Book Tag: Parole intraducibili

Buongiorno cari lettori, oggi per la prima volta propongo un book tag, non solo, ma uno inedito, eh già è stato creato proprio da me, ispirata da Federica.

Per chi non sapesse cosa sia un book tag non temete: è una specie di test in cui si risponde a delle definizioni, solitamente a tema, in questo caso con dei libri o dei personaggi di romanzi scelti in base al nostro pensiero. Quindi le risposte vanno bene tutte, sono appunto aperte e libere.

Vi invitiamo a condividere il link e dichiarare la fonte, se decidete di farlo ovviamente fatecelo sapere!

Aspetto le risposte nei commenti, buon divertimento!

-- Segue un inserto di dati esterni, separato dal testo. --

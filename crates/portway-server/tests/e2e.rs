//! End-to-end flows through real transport channels.
//!
//! Spins up the service behind a listener on an ephemeral port, connects a
//! client channel, and drives a gateway-wrapped local socket against an
//! echo listener.

use portway_client::client::TunnelClient;
use portway_client::gateway::Gateway;
use portway_client::transport::ChannelConfig;
use portway_core::WireFormat;
use portway_server::config::UserConfig;
use portway_server::registry::TunnelRegistry;
use portway_server::service::TunnelService;
use portway_server::transport::ws;
use std::collections::HashMap;
use std::net::SocketAddr;
use std::sync::Arc;
use std::time::Duration;
use tokio::io::{AsyncReadExt, AsyncWriteExt};
use tokio::net::{TcpListener, TcpStream};
use tokio::sync::watch;

fn users() -> HashMap<String, UserConfig> {
    let mut users = HashMap::new();
    users.insert(
        "tester".to_string(),
        UserConfig {
            enabled: true,
            password: "secret".into(),
            admin: true,
            stimeout: Some(1),
            ctimeout: Some(1),
        },
    );
    users
}

/// Serve the tunnel over a WebSocket listener on an ephemeral port.
async fn start_server(format: WireFormat) -> (SocketAddr, watch::Sender<bool>) {
    let registry = Arc::new(TunnelRegistry::new());
    let service = Arc::new(TunnelService::new(registry, users()));
    let listener = TcpListener::bind("127.0.0.1:0").await.unwrap();
    let addr = listener.local_addr().unwrap();
    let (shutdown_tx, shutdown_rx) = watch::channel(false);
    tokio::spawn(async move {
        ws::serve(listener, format, service, shutdown_rx).await.unwrap();
    });
    (addr, shutdown_tx)
}

/// Echo listener serving a single connection.
async fn spawn_echo() -> SocketAddr {
    let listener = TcpListener::bind("127.0.0.1:0").await.unwrap();
    let addr = listener.local_addr().unwrap();
    tokio::spawn(async move {
        let (mut socket, _) = listener.accept().await.unwrap();
        let mut buf = vec![0u8; 4096];
        loop {
            match socket.read(&mut buf).await {
                Ok(0) | Err(_) => break,
                Ok(n) => {
                    if socket.write_all(&buf[..n]).await.is_err() {
                        break;
                    }
                }
            }
        }
    });
    addr
}

#[tokio::test]
async fn gateway_echo_round_trip_over_ws_binary() {
    let (server, _server_shutdown) = start_server(WireFormat::Binary).await;
    let echo = spawn_echo().await;

    let channel = ChannelConfig::WsBinary {
        url: format!("ws://{server}"),
    };
    let client = Arc::new(TunnelClient::open(&channel).await.unwrap());
    let login = client.login("tester", "secret").await.unwrap();
    assert!(login.success, "{}", login.message);

    // A local listener plays the forwarded port; the test drives the
    // application side of the socket.
    let local = TcpListener::bind("127.0.0.1:0").await.unwrap();
    let local_addr = local.local_addr().unwrap();
    let mut app = TcpStream::connect(local_addr).await.unwrap();
    let (gateway_side, _) = local.accept().await.unwrap();

    let gateway = Gateway::open(
        client.clone(),
        login.sid,
        gateway_side,
        "127.0.0.1",
        echo.port(),
    )
    .await
    .unwrap();
    let (gateway_shutdown, gateway_shutdown_rx) = watch::channel(false);
    let gateway_task = tokio::spawn(gateway.run(gateway_shutdown_rx));

    app.write_all(b"hello").await.unwrap();
    let mut buf = [0u8; 5];
    tokio::time::timeout(Duration::from_secs(5), app.read_exact(&mut buf))
        .await
        .expect("echo reply did not arrive")
        .unwrap();
    assert_eq!(&buf, b"hello");

    gateway_shutdown.send(true).unwrap();
    gateway_task.await.unwrap();

    // The gateway disconnected on stop, so no connections remain.
    let monitor = client.monitor(login.sid).await.unwrap();
    assert!(monitor.success, "{}", monitor.message);
    let record = monitor
        .sessions
        .iter()
        .find(|s| s.username == "tester")
        .unwrap();
    assert!(record.connections.is_empty());

    let logout = client.logout(login.sid).await.unwrap();
    assert!(logout.success, "{}", logout.message);
}

#[tokio::test]
async fn login_and_version_over_ws_text() {
    let (server, _server_shutdown) = start_server(WireFormat::Text).await;

    let channel = ChannelConfig::WsText {
        url: format!("ws://{server}"),
    };
    let client = TunnelClient::open(&channel).await.unwrap();

    let version = client.version().await.unwrap();
    assert!(version.success);
    assert!(version.message.contains("portway-server"));

    let rejected = client.login("tester", "wrong").await.unwrap();
    assert!(!rejected.success);

    let login = client.login("tester", "secret").await.unwrap();
    assert!(login.success, "{}", login.message);
    let logout = client.logout(login.sid).await.unwrap();
    assert!(logout.success);
}

#[cfg(unix)]
#[tokio::test]
async fn session_lifecycle_over_ipc() {
    use portway_server::transport::ipc;

    let dir = tempfile::tempdir().unwrap();
    let path = dir.path().join("portway.sock");

    let registry = Arc::new(TunnelRegistry::new());
    let service = Arc::new(TunnelService::new(registry, users()));
    let (shutdown_tx, shutdown_rx) = watch::channel(false);
    {
        let path = path.clone();
        tokio::spawn(async move {
            ipc::serve(&path, service, shutdown_rx).await.unwrap();
        });
    }
    // Give the listener a moment to bind the socket file.
    for _ in 0..50 {
        if path.exists() {
            break;
        }
        tokio::time::sleep(Duration::from_millis(10)).await;
    }

    let channel = ChannelConfig::Ipc { path: path.clone() };
    let client = TunnelClient::open(&channel).await.unwrap();
    let login = client.login("tester", "secret").await.unwrap();
    assert!(login.success, "{}", login.message);

    let monitor = client.monitor(login.sid).await.unwrap();
    assert!(monitor.success);
    assert_eq!(monitor.sessions.len(), 1);
    assert_eq!(monitor.sessions[0].sid, format!("{:x}", login.sid));

    let logout = client.logout(login.sid).await.unwrap();
    assert!(logout.success);

    let _ = shutdown_tx.send(true);
}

Book Tag Parole Intraducibili

  1. Luftmensch: Un personaggio con la testa perennemente nelle nuvole, che vive in una realtà da sogno e che è quindi un po’ impacciata quando si tratta di concretezza.
  2. Shlimazl: Un personaggio cronicamente sfortunato.
  3. Retrouvailles: Un libro in cui si descrive la gioia di incontrare una persona amata dopo tanto tempo.
  4. Begadang: Un personaggio con cui vorresti rimanere sveglio tutta la notte a parlare.
  5. Yuan bei: Un libro che ti ha lasciato una sensazione di completa soddisfazione.
  6. Natsukashii: Un libro in cui si prova o che ti ha fatto provare nostalgia per il passato, venata di gioia per le belle emozioni provate, ma anche tristezza per i momenti che non tornano più.
  7. Pihentagyú: Un personaggio brillante, capace di risolvere velocemente i problemi e che fa battute argute.
  8. Won: Un personaggio che ha difficoltà nel rinunciare a un’illusione per guardare in faccia la realtà.
  9. Waldeinsamkeit: Un libro in cui si prova o che ti ha fatto sentire come quando si è soli in un bosco.
  10. Backpfeifengesicht: Un personaggio con una faccia che deve essere proprio presa a pugni.
  11. Fernweh: Un libro che ti ha fatto provare nostalgia per un posto in cui non sei mai stato.
  12. Eleutheromania: Un libro che ti ha fatto provare il desiderio di sentirti libero.
  13. Hygge: Un libro che ha creato un atmosfera rilassante, accogliente, intima e piacevole.
  14. Forelsket: Un libro in cui si descrive la sensazione che si prova la prima volta che ci si innamora.
  15. Tartle: Un libro in cui subito dopo le presentazioni ti sei scordato i nomi dei personaggi.
  16. Voorpret: Un libro per cui hai provato un’emozione sempre più crescente nell’attesa di leggerlo.
  17. Toska: Un libro che ti ha fatto provare una forte angoscia che affiorava senza apparente motivo.
  18. Wanderlust: Un libro che ti ha fatto venire un profondo desiderio di viaggiare e fare nuove esperienze.
Annunci

6 risposte a "Book Tag: Parole intraducibili"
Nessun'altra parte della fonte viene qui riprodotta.